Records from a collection

=== Section Start ===

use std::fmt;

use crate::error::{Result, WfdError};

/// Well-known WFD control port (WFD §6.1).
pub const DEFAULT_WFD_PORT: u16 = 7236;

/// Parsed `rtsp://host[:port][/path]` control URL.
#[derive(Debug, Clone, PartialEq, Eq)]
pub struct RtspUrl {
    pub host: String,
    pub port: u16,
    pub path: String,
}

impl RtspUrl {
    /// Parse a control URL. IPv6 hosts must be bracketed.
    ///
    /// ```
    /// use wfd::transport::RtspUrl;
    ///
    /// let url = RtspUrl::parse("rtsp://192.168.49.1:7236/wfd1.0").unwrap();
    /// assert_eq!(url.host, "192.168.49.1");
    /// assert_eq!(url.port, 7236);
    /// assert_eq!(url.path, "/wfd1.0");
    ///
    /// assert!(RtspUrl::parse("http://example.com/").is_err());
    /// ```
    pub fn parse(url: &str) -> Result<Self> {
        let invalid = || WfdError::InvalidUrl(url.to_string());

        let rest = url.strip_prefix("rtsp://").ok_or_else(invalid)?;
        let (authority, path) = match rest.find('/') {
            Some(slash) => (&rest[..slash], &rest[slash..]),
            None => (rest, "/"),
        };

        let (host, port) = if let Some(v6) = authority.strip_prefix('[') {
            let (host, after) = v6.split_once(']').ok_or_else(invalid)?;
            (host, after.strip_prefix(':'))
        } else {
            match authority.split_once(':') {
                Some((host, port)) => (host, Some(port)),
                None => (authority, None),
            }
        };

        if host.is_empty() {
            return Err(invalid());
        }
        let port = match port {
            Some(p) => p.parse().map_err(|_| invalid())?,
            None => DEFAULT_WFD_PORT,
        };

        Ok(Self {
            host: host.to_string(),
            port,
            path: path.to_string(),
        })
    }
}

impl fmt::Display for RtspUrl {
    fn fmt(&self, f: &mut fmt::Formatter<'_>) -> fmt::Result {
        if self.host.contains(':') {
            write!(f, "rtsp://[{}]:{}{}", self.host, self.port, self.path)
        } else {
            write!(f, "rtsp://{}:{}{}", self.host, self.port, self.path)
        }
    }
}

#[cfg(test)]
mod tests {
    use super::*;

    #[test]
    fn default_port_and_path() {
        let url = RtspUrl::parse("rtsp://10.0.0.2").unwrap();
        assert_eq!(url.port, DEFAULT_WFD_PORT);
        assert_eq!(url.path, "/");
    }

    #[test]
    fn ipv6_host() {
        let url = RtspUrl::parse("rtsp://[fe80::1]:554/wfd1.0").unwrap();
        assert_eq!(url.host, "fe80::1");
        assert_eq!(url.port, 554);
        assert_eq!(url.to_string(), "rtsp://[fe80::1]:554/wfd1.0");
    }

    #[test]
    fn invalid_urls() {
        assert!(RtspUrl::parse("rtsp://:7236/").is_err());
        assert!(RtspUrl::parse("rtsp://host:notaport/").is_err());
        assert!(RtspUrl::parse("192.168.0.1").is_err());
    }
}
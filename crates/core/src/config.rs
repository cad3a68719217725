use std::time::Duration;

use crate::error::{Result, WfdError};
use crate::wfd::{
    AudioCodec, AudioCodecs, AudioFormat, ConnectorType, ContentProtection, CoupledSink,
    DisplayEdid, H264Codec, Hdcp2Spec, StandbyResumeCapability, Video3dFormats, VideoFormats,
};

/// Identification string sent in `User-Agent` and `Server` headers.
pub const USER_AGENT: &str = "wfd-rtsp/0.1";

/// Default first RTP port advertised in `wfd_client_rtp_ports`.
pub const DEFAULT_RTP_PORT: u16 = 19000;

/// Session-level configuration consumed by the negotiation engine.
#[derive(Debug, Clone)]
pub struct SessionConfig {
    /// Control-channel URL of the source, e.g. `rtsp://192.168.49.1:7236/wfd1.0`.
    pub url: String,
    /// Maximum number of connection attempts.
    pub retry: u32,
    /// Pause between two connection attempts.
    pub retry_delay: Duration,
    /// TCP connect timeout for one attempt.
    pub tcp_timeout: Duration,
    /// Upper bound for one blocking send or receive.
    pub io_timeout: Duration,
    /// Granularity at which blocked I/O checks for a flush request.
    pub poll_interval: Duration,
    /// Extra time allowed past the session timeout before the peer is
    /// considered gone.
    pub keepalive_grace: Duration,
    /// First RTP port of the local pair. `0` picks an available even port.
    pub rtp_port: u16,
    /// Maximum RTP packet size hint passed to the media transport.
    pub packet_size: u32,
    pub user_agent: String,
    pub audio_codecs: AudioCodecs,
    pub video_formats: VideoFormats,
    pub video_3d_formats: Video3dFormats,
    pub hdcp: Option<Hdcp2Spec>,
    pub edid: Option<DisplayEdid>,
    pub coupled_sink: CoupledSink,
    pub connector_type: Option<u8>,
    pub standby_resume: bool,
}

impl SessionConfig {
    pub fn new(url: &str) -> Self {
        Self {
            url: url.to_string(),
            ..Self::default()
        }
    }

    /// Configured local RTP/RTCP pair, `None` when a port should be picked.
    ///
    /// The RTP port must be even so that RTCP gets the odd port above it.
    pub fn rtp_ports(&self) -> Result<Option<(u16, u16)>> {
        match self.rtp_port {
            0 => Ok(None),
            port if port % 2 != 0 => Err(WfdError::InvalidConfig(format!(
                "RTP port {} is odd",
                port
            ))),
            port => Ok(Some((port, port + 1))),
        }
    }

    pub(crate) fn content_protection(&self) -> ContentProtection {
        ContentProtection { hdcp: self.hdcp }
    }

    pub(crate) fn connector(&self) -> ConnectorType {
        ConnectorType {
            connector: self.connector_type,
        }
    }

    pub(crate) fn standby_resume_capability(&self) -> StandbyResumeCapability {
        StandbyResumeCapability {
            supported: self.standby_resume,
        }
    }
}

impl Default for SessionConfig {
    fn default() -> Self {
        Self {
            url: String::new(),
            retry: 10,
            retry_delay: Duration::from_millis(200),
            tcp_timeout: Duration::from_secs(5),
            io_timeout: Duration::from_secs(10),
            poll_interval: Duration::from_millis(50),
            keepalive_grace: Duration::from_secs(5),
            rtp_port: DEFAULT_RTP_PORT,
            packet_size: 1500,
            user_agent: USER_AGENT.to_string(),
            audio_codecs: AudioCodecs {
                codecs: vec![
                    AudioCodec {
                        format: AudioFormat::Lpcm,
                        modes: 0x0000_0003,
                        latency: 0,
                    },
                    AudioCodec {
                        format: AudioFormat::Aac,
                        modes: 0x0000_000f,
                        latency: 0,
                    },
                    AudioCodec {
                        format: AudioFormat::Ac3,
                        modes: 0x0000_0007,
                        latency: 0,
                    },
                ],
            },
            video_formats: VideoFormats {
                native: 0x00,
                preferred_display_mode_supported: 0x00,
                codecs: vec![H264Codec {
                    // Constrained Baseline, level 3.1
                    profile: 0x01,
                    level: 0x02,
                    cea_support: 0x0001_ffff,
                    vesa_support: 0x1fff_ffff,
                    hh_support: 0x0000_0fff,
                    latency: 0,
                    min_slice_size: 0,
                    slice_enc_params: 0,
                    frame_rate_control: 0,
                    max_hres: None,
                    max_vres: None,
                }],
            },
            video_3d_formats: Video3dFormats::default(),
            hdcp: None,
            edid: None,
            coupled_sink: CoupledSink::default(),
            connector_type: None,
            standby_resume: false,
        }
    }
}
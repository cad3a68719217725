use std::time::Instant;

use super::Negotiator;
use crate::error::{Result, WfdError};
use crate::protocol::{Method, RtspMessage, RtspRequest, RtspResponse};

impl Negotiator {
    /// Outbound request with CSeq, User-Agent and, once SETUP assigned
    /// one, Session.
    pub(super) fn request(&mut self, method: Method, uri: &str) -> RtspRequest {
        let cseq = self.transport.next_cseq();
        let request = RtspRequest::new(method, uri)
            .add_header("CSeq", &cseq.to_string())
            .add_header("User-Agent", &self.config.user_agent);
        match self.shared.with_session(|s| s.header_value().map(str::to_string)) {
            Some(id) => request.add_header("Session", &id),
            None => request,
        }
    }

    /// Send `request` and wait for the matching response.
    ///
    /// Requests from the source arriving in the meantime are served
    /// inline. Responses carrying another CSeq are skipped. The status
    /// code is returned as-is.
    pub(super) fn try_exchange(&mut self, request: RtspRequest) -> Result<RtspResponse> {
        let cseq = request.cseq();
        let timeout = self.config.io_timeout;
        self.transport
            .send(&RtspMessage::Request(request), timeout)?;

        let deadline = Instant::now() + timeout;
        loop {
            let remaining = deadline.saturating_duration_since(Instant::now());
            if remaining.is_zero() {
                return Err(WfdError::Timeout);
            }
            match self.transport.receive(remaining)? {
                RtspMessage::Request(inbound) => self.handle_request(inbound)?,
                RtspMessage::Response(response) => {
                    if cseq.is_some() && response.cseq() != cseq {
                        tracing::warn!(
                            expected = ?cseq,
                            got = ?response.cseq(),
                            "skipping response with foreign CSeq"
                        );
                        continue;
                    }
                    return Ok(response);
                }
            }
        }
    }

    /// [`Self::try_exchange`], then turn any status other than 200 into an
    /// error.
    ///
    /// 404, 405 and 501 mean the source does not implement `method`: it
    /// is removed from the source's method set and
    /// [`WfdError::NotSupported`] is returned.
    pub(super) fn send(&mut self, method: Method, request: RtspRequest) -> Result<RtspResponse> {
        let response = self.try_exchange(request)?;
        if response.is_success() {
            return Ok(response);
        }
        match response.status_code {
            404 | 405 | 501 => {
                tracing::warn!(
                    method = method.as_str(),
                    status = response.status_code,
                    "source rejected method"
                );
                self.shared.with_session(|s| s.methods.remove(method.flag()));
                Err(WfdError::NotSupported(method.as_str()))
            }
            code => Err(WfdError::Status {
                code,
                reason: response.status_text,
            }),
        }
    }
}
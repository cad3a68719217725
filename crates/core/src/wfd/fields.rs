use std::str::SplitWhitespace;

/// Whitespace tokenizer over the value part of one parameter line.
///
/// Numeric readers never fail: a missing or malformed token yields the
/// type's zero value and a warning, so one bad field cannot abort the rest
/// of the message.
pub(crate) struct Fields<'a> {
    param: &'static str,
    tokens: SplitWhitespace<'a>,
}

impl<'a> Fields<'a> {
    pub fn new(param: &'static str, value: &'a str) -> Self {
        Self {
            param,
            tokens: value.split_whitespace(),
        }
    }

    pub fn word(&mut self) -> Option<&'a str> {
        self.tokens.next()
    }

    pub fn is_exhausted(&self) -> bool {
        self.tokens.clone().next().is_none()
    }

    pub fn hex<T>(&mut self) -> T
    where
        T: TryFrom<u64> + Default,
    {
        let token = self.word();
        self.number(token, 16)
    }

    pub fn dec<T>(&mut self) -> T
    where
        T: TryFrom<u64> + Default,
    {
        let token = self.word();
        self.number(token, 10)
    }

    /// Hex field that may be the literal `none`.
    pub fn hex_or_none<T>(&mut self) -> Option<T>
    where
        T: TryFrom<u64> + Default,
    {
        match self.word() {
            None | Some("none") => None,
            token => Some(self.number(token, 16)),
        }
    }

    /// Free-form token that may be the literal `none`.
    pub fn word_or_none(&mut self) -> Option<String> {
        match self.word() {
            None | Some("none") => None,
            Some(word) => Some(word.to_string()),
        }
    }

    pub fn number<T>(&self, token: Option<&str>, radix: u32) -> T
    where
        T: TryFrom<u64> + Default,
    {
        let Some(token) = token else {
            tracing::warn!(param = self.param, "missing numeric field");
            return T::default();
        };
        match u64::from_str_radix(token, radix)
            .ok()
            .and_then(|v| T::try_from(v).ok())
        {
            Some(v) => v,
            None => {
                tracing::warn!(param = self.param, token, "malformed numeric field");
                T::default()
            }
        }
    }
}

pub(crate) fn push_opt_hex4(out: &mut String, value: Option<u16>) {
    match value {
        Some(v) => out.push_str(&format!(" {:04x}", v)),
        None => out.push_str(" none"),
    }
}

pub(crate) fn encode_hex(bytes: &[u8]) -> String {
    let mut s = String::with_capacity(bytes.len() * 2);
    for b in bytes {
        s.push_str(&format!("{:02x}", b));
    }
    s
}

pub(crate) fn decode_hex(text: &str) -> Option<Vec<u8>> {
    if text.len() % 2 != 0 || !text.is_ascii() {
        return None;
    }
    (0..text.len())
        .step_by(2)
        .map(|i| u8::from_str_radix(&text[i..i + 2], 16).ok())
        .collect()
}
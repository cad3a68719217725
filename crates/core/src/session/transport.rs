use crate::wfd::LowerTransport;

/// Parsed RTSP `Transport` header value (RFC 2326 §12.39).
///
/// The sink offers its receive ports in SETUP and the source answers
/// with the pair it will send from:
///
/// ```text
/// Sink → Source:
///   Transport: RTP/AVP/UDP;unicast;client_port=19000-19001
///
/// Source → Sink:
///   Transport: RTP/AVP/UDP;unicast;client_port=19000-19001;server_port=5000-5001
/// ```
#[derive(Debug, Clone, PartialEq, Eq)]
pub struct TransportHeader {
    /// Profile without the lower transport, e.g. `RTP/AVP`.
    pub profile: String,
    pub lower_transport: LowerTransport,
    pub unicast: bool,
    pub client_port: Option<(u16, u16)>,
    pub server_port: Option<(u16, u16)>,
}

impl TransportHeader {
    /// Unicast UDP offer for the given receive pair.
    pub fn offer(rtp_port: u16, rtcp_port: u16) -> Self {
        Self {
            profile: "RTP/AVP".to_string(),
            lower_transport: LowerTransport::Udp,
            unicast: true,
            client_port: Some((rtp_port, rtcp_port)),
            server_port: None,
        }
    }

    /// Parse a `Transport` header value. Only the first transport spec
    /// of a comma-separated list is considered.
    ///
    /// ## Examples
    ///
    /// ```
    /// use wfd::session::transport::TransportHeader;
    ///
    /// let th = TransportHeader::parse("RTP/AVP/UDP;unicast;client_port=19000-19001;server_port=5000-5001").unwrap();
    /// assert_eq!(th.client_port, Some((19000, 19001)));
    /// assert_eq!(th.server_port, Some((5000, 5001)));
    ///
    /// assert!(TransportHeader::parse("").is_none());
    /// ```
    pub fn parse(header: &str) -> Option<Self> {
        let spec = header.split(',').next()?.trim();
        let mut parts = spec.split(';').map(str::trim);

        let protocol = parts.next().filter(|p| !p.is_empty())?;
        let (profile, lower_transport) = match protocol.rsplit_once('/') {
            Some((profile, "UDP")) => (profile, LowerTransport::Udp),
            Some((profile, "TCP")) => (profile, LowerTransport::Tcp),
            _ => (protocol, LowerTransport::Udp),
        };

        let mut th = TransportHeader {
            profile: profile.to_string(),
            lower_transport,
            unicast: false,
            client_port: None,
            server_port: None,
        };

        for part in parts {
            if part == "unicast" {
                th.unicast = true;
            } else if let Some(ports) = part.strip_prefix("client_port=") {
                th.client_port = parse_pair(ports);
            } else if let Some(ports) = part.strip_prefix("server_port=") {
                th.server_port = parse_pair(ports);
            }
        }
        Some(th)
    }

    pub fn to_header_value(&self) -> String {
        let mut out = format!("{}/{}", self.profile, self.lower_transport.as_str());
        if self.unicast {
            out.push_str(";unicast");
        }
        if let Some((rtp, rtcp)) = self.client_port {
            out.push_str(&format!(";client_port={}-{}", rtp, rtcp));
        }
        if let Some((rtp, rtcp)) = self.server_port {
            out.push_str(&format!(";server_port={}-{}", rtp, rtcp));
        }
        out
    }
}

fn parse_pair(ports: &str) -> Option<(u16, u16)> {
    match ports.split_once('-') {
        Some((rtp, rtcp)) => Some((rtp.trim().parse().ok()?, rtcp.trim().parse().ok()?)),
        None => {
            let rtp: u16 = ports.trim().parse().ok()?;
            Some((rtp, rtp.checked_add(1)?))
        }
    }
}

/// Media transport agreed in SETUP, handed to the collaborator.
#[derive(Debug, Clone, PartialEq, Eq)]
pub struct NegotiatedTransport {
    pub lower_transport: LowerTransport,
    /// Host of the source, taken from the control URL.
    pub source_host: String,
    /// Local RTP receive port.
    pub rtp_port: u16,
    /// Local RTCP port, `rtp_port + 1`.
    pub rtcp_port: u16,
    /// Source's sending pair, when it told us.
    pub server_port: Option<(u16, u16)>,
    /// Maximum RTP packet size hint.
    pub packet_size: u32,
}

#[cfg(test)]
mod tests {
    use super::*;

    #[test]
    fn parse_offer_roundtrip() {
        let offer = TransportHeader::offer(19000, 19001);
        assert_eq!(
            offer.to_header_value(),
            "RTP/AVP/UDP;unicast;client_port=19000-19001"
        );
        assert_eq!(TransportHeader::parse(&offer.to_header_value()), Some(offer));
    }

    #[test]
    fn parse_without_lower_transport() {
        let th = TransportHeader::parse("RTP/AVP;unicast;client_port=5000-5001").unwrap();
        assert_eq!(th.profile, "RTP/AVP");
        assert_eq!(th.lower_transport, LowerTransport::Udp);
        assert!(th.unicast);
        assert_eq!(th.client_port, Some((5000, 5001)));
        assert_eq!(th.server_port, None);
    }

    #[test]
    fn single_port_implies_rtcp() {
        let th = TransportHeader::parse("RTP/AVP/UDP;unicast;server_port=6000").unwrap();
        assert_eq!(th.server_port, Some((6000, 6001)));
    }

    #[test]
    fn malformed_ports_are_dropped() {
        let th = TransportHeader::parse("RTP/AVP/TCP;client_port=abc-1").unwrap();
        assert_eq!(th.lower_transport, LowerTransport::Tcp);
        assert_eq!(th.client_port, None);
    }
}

=== Section End ===

Exercise instructions:
Pull out all lines in the data above that include "DisplayEdid".

Completed exercise:
    DisplayEdid, H264Codec, Hdcp2Spec, StandbyResumeCapability, Video3dFormats, VideoFormats,
    pub edid: Option<DisplayEdid>,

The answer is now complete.